* DIRECTIONS FOR THIS TASK *
The response should be a faithful copy of every record, with nothing left out.

* SUPPLIED MATERIAL *

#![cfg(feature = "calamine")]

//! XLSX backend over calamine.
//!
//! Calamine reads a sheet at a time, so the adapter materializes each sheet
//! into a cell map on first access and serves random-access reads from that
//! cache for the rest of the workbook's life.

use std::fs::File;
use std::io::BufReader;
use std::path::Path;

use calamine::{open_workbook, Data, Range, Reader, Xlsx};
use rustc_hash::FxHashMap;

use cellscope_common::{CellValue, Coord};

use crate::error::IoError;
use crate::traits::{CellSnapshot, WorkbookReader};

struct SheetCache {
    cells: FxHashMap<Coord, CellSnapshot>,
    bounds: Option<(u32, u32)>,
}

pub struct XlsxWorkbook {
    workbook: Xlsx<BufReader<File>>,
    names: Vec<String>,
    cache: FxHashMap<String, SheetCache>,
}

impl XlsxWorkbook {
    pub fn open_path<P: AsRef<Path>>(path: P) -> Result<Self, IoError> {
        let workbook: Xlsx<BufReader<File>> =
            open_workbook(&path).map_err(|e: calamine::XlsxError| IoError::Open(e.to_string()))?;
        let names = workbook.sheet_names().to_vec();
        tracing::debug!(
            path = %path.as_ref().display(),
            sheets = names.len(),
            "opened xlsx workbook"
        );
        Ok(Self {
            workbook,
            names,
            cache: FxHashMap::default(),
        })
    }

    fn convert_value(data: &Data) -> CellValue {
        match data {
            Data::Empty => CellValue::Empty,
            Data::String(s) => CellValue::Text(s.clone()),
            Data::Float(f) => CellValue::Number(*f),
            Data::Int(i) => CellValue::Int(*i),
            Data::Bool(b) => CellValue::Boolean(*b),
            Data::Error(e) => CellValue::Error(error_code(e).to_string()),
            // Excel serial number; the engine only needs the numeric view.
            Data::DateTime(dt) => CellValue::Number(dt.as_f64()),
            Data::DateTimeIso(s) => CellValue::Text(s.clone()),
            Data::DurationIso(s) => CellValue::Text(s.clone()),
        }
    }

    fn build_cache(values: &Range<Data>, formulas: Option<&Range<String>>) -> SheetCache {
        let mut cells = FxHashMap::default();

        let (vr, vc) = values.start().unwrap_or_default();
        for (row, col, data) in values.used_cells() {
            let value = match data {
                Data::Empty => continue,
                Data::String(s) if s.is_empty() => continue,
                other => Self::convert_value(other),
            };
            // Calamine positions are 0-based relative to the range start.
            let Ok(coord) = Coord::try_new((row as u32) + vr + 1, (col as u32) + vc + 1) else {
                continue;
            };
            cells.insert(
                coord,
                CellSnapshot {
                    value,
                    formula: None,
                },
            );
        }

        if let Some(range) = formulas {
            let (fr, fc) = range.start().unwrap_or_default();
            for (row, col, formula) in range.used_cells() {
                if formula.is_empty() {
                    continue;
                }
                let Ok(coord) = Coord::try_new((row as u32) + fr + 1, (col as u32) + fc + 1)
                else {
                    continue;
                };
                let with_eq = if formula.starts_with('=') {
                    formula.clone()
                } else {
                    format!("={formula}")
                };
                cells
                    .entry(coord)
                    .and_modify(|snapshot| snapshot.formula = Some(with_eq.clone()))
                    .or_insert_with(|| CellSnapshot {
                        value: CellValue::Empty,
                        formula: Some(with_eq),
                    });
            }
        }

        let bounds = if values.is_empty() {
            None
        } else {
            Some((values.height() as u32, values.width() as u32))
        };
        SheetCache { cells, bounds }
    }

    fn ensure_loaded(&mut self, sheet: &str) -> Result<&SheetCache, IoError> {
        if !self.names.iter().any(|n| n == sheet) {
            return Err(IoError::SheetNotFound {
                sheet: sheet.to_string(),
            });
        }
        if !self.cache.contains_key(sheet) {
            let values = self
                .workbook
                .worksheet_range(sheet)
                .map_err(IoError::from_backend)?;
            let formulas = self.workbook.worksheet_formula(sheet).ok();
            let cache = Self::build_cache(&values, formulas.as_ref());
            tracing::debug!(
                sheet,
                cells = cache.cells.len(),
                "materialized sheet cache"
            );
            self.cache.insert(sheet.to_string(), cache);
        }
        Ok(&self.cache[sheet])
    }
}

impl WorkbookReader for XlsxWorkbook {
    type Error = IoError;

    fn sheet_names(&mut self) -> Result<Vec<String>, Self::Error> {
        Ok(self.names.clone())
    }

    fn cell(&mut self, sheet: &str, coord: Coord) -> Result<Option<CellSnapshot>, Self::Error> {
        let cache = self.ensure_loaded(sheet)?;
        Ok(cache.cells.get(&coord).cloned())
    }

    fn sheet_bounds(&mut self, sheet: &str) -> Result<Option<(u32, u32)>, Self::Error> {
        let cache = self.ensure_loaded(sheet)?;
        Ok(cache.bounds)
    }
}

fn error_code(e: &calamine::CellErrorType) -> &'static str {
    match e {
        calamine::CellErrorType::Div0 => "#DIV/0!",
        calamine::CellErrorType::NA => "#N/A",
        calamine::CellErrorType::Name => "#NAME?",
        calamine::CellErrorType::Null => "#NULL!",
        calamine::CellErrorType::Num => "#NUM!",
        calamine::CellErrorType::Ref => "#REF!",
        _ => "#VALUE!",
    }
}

* RESPONSE FOR THIS EXERCISE *
#![cfg(feature = "calamine")]

//! XLSX backend over calamine.
//!
//! Calamine reads a sheet at a time, so the adapter materializes each sheet
//! into a cell map on first access and serves random-access reads from that
//! cache for the rest of the workbook's life.

use std::fs::File;
use std::io::BufReader;
use std::path::Path;

use calamine::{open_workbook, Data, Range, Reader, Xlsx};
use rustc_hash::FxHashMap;

use cellscope_common::{CellValue, Coord};

use crate::error::IoError;
use crate::traits::{CellSnapshot, WorkbookReader};

struct SheetCache {
    cells: FxHashMap<Coord, CellSnapshot>,
    bounds: Option<(u32, u32)>,
}

pub struct XlsxWorkbook {
    workbook: Xlsx<BufReader<File>>,
    names: Vec<String>,
    cache: FxHashMap<String, SheetCache>,
}

impl XlsxWorkbook {
    pub fn open_path<P: AsRef<Path>>(path: P) -> Result<Self, IoError> {
        let workbook: Xlsx<BufReader<File>> =
            open_workbook(&path).map_err(|e: calamine::XlsxError| IoError::Open(e.to_string()))?;
        let names = workbook.sheet_names().to_vec();
        tracing::debug!(
            path = %path.as_ref().display(),
            sheets = names.len(),
            "opened xlsx workbook"
        );
        Ok(Self {
            workbook,
            names,
            cache: FxHashMap::default(),
        })
    }

    fn convert_value(data: &Data) -> CellValue {
        match data {
            Data::Empty => CellValue::Empty,
            Data::String(s) => CellValue::Text(s.clone()),
            Data::Float(f) => CellValue::Number(*f),
            Data::Int(i) => CellValue::Int(*i),
            Data::Bool(b) => CellValue::Boolean(*b),
            Data::Error(e) => CellValue::Error(error_code(e).to_string()),
            // Excel serial number; the engine only needs the numeric view.
            Data::DateTime(dt) => CellValue::Number(dt.as_f64()),
            Data::DateTimeIso(s) => CellValue::Text(s.clone()),
            Data::DurationIso(s) => CellValue::Text(s.clone()),
        }
    }

    fn build_cache(values: &Range<Data>, formulas: Option<&Range<String>>) -> SheetCache {
        let mut cells = FxHashMap::default();

        let (vr, vc) = values.start().unwrap_or_default();
        for (row, col, data) in values.used_cells() {
            let value = match data {
                Data::Empty => continue,
                Data::String(s) if s.is_empty() => continue,
                other => Self::convert_value(other),
            };
            // Calamine positions are 0-based relative to the range start.
            let Ok(coord) = Coord::try_new((row as u32) + vr + 1, (col as u32) + vc + 1) else {
                continue;
            };
            cells.insert(
                coord,
                CellSnapshot {
                    value,
                    formula: None,
                },
            );
        }

        if let Some(range) = formulas {
            let (fr, fc) = range.start().unwrap_or_default();
            for (row, col, formula) in range.used_cells() {
                if formula.is_empty() {
                    continue;
                }
                let Ok(coord) = Coord::try_new((row as u32) + fr + 1, (col as u32) + fc + 1)
                else {
                    continue;
                };
                let with_eq = if formula.starts_with('=') {
                    formula.clone()
                } else {
                    format!("={formula}")
                };
                cells
                    .entry(coord)
                    .and_modify(|snapshot| snapshot.formula = Some(with_eq.clone()))
                    .or_insert_with(|| CellSnapshot {
                        value: CellValue::Empty,
                        formula: Some(with_eq),
                    });
            }
        }

        let bounds = if values.is_empty() {
            None
        } else {
            Some((values.height() as u32, values.width() as u32))
        };
        SheetCache { cells, bounds }
    }

    fn ensure_loaded(&mut self, sheet: &str) -> Result<&SheetCache, IoError> {
        if !self.names.iter().any(|n| n == sheet) {
            return Err(IoError::SheetNotFound {
                sheet: sheet.to_string(),
            });
        }
        if !self.cache.contains_key(sheet) {
            let values = self
                .workbook
                .worksheet_range(sheet)
                .map_err(IoError::from_backend)?;
            let formulas = self.workbook.worksheet_formula(sheet).ok();
            let cache = Self::build_cache(&values, formulas.as_ref());
            tracing::debug!(
                sheet,
                cells = cache.cells.len(),
                "materialized sheet cache"
            );
            self.cache.insert(sheet.to_string(), cache);
        }
        Ok(&self.cache[sheet])
    }
}

impl WorkbookReader for XlsxWorkbook {
    type Error = IoError;

    fn sheet_names(&mut self) -> Result<Vec<String>, Self::Error> {
        Ok(self.names.clone())
    }

    fn cell(&mut self, sheet: &str, coord: Coord) -> Result<Option<CellSnapshot>, Self::Error> {
        let cache = self.ensure_loaded(sheet)?;
        Ok(cache.cells.get(&coord).cloned())
    }

    fn sheet_bounds(&mut self, sheet: &str) -> Result<Option<(u32, u32)>, Self::Error> {
        let cache = self.ensure_loaded(sheet)?;
        Ok(cache.bounds)
    }
}

fn error_code(e: &calamine::CellErrorType) -> &'static str {
    match e {
        calamine::CellErrorType::Div0 => "#DIV/0!",
        calamine::CellErrorType::NA => "#N/A",
        calamine::CellErrorType::Name => "#NAME?",
        calamine::CellErrorType::Null => "#NULL!",
        calamine::CellErrorType::Num => "#NUM!",
        calamine::CellErrorType::Ref => "#REF!",
        _ => "#VALUE!",
    }
}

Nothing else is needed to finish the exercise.